Grote verscheidenheid

Waarom zijn er zoveel manieren om uiteindelijk tot hetzelfde eindproduct te komen: twee geslachten; vrouwen en mannen? En hoe zijn die manieren in de loop van de evolutie ontstaan? De grote verscheidenheid aan geslachtsbepalingsmechanismen intrigeert evolutiebiologen al decennia lang, maar pas sinds kort is er voldoende kennis over verschillende organismen beschikbaar om algemene patronen te ontdekken. Ook kunnen we nu modellen toetsen die proberen te verklaren waarom de genetische regulering van geslachtsbepaling zo veelzijdig is en soms snelle evolutionaire veranderingen ondergaat. Dit alles wordt besproken in het boek “The Evolution of Sex Determination” dat onlangs is verschenen van de hand van de evolutionaire biologen Prof. Leo W. Beukeboom (Rijksuniversiteit Groningen) en Prof. Nicolas Perrin (Universiteit van Lausanne) .

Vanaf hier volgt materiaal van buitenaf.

//! Player kinematics
//!
//! The player is either sliding on the slope or flying above it. While
//! grounded the body is glued to the surface and follows its tangent; once the
//! surface drops away (crest, ramp lip, jump) gravity takes over until the
//! feet come back down and the landing is judged.

use glam::Vec2;
use serde::{Deserialize, Serialize};

use super::collision::Aabb;
use super::state::Character;
use super::terrain::TerrainGenerator;
use super::tick::TickInput;
use crate::normalize_degrees;
use crate::tuning::PlayerTuning;

/// Mutable kinematic state of the player
#[derive(Debug, Clone, PartialEq, Serialize, Deserialize)]
pub struct PlayerState {
    /// Centre of the standing hitbox
    pub pos: Vec2,
    pub vel: Vec2,
    /// Degrees, normalized to (-180, 180]; 0 is upright on flat ground
    pub orientation: f32,
    pub grounded: bool,
    pub crouching: bool,
    pub gravity_boosting: bool,
    pub speed_boosting: bool,
}

/// Outcome of resolving the player against the ground for one tick
#[derive(Debug, Clone, Copy, PartialEq)]
pub enum GroundTransition {
    /// Still sliding, snapped onto the surface
    Grounded,
    /// Surface dropped away this tick
    TookOff,
    /// Still in the air
    Airborne,
    /// Feet reached the ground; landing must be judged before `commit_landing`
    LandingAttempt { slope_angle: f32 },
}

/// Integrates the player against the heightfield
#[derive(Debug, Clone)]
pub struct PlayerKinematics {
    pub tuning: PlayerTuning,
    pub character: Character,
    pub state: PlayerState,
}

impl PlayerKinematics {
    /// Create an airborne player at `pos`
    pub fn new(tuning: PlayerTuning, character: Character, pos: Vec2) -> Self {
        Self {
            tuning,
            character,
            state: PlayerState {
                pos,
                vel: Vec2::ZERO,
                orientation: 0.0,
                grounded: false,
                crouching: false,
                gravity_boosting: false,
                speed_boosting: false,
            },
        }
    }

    /// Standing hitbox size; taller characters are bigger
    pub fn standing_size(&self) -> Vec2 {
        Vec2::new(self.tuning.base_width, self.tuning.base_height) * self.character.height_scale
    }

    /// y of the player's feet
    pub fn bottom(&self) -> f32 {
        self.state.pos.y + self.standing_size().y * 0.5
    }

    /// Current hitbox; crouching lowers the top, the feet stay put
    pub fn hitbox(&self) -> Aabb {
        let mut size = self.standing_size();
        if self.state.crouching {
            size.y *= self.tuning.crouch_factor;
        }
        Aabb::from_bottom_center(Vec2::new(self.state.pos.x, self.bottom()), size)
    }

    pub fn gravity(&self) -> f32 {
        let mut g = self.tuning.base_gravity * self.character.weight_scale;
        if self.state.gravity_boosting && !self.state.grounded {
            g *= self.tuning.gravity_boost_factor;
        }
        g
    }

    /// Forward speed; heavier characters carry more speed down the hill
    pub fn forward_speed(&self, trail_multiplier: f32) -> f32 {
        let mut speed = self.tuning.base_speed * self.character.weight_scale;
        if self.state.speed_boosting && self.state.grounded {
            speed *= self.tuning.speed_boost_factor;
        }
        speed * trail_multiplier
    }

    /// Vertical launch velocity; taller characters jump higher
    pub fn jump_impulse(&self) -> f32 {
        self.tuning.jump_velocity
            * (self.tuning.jump_base_factor
                + self.character.height_scale * self.tuning.jump_height_factor)
    }

    /// Air rotation rate (degrees/s); taller characters spin slower
    pub fn rotation_rate(&self) -> f32 {
        self.tuning.rotation_speed / self.character.height_scale
    }

    /// Apply one tick of input. Returns true if the player jumped.
    ///
    /// A jump comes from the jump button or from releasing a grounded crouch.
    pub fn apply_input(&mut self, input: &TickInput, dt: f32) -> bool {
        let s = &mut self.state;

        if s.grounded {
            let released_crouch = s.crouching && !input.crouch;
            s.crouching = input.crouch;
            s.gravity_boosting = false;
            s.speed_boosting = input.speed_boost;

            if input.jump || released_crouch {
                let impulse = self.jump_impulse();
                let s = &mut self.state;
                s.vel.y = impulse;
                s.grounded = false;
                s.crouching = false;
                s.speed_boosting = false;
                return true;
            }
            return false;
        }

        s.crouching = false;
        s.gravity_boosting = input.crouch;
        s.speed_boosting = false;

        let rate = self.rotation_rate();
        let mut spin = 0.0;
        if input.rotate_forward {
            spin += rate;
        }
        if input.rotate_backward {
            spin -= rate;
        }
        if input.roll_right {
            spin += rate * self.tuning.roll_factor;
        }
        if input.roll_left {
            spin -= rate * self.tuning.roll_factor;
        }
        if spin != 0.0 {
            let s = &mut self.state;
            s.orientation = normalize_degrees(s.orientation + spin * dt);
        }
        false
    }

    /// Advance velocity and position by `dt`
    pub fn integrate(&mut self, dt: f32, trail_multiplier: f32) {
        let gravity = self.gravity();
        let speed = self.forward_speed(trail_multiplier);
        let s = &mut self.state;
        s.vel.x = speed;
        s.vel.y += gravity * dt;
        s.pos += s.vel * dt;
    }

    /// Resolve grounded/airborne against the terrain after integration
    ///
    /// Leaving the ground needs the feet to clear it by `exit_threshold`, while
    /// touching down only needs them within `entry_threshold`. The gap keeps
    /// vertex-to-vertex height noise from toggling the state every tick.
    pub fn resolve_ground_state(&mut self, terrain: &TerrainGenerator) -> GroundTransition {
        let ground = terrain.height_at(self.state.pos.x);
        let bottom = self.bottom();

        if self.state.grounded {
            if bottom < ground - self.tuning.exit_threshold {
                self.state.grounded = false;
                self.state.crouching = false;
                return GroundTransition::TookOff;
            }
            self.snap_to_ground(terrain);
            return GroundTransition::Grounded;
        }

        let touching = bottom >= ground - self.tuning.entry_threshold;
        let settling = self.state.vel.y >= -self.tuning.landing_velocity_tolerance;
        if touching && settling {
            GroundTransition::LandingAttempt {
                slope_angle: terrain.slope_angle_at(self.state.pos.x),
            }
        } else {
            GroundTransition::Airborne
        }
    }

    /// Commit a judged-safe landing
    pub fn commit_landing(&mut self, terrain: &TerrainGenerator) {
        self.state.grounded = true;
        self.state.gravity_boosting = false;
        self.snap_to_ground(terrain);
    }

    /// Put the feet on the surface, align to the slope and follow its tangent
    pub fn snap_to_ground(&mut self, terrain: &TerrainGenerator) {
        let x = self.state.pos.x;
        let half_height = self.standing_size().y * 0.5;
        let slope = terrain.slope_angle_at(x);
        let s = &mut self.state;
        s.pos.y = terrain.height_at(x) - half_height;
        s.vel.y = s.vel.x * slope.to_radians().tan();
        s.orientation = normalize_degrees(slope);
    }
}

Neem bijvoorbeeld de insecten. Er zijn insecten waarbij de mannetjes, net als bij de mens, een X en een Y chromosoom hebben zodat de helft van de zaadcellen een Y chromosoom en de helft een X chromosoom bevat. In dat geval hebben vrouwtjes twee X chromosomen, ook net als bij de mens. Er zijn echter ook insecten, zoals vlinders, waarbij juist het vrouwtje twee verschillende geslachtschromosomen heeft, die worden aangeduid met W en Z om verwarring met X en Y te voorkomen. De mannetjes hebben dan twee Z chromosomen. Een derde veel voorkomende variant is die, waarbij de mannetjes uit onbevruchte eitjes ontstaan en de vrouwtjes uit bevruchte eitjes. Hierdoor zijn de mannetjes haploïd, dat wil zeggen ze hebben van alle chromosomen één kopie, terwijl de vrouwtjes diploïd zijn (twee kopieën van ieder chromosoom). Er zijn dus geen aparte geslachtschromosomen. Dit heet haplodiploïdie,en komt voor bij bijen, mieren en wespen.

Geslachtschromosomen

De geslachtschromosomen zijn de chromosomen die de belangrijkste genen dragen voor de geslachtsbepaling. Geslachtschromosomen evolueren vanuit “gewone” chromosomen. Er kunnen verschillende fasen worden onderscheiden in hun evolutie. Jonge geslachtschromosomen die pas recentelijk een functie in de geslachtbepaling hebben gekregen, lijken nog sterk op de gewone chromosomen. In de loop van de tijd vinden er veranderingen plaats. Bijvoorbeeld op het Y chromosoom hopen zich steeds meer mutaties op en het verliest steeds meer functionele genen, behalve natuurlijk de geslachtsbepalende genen. Dit komt omdat het Y chromosoom geen partner chromosoom meer heeft om genen mee uit te wisselen, mannen zijn immers XY.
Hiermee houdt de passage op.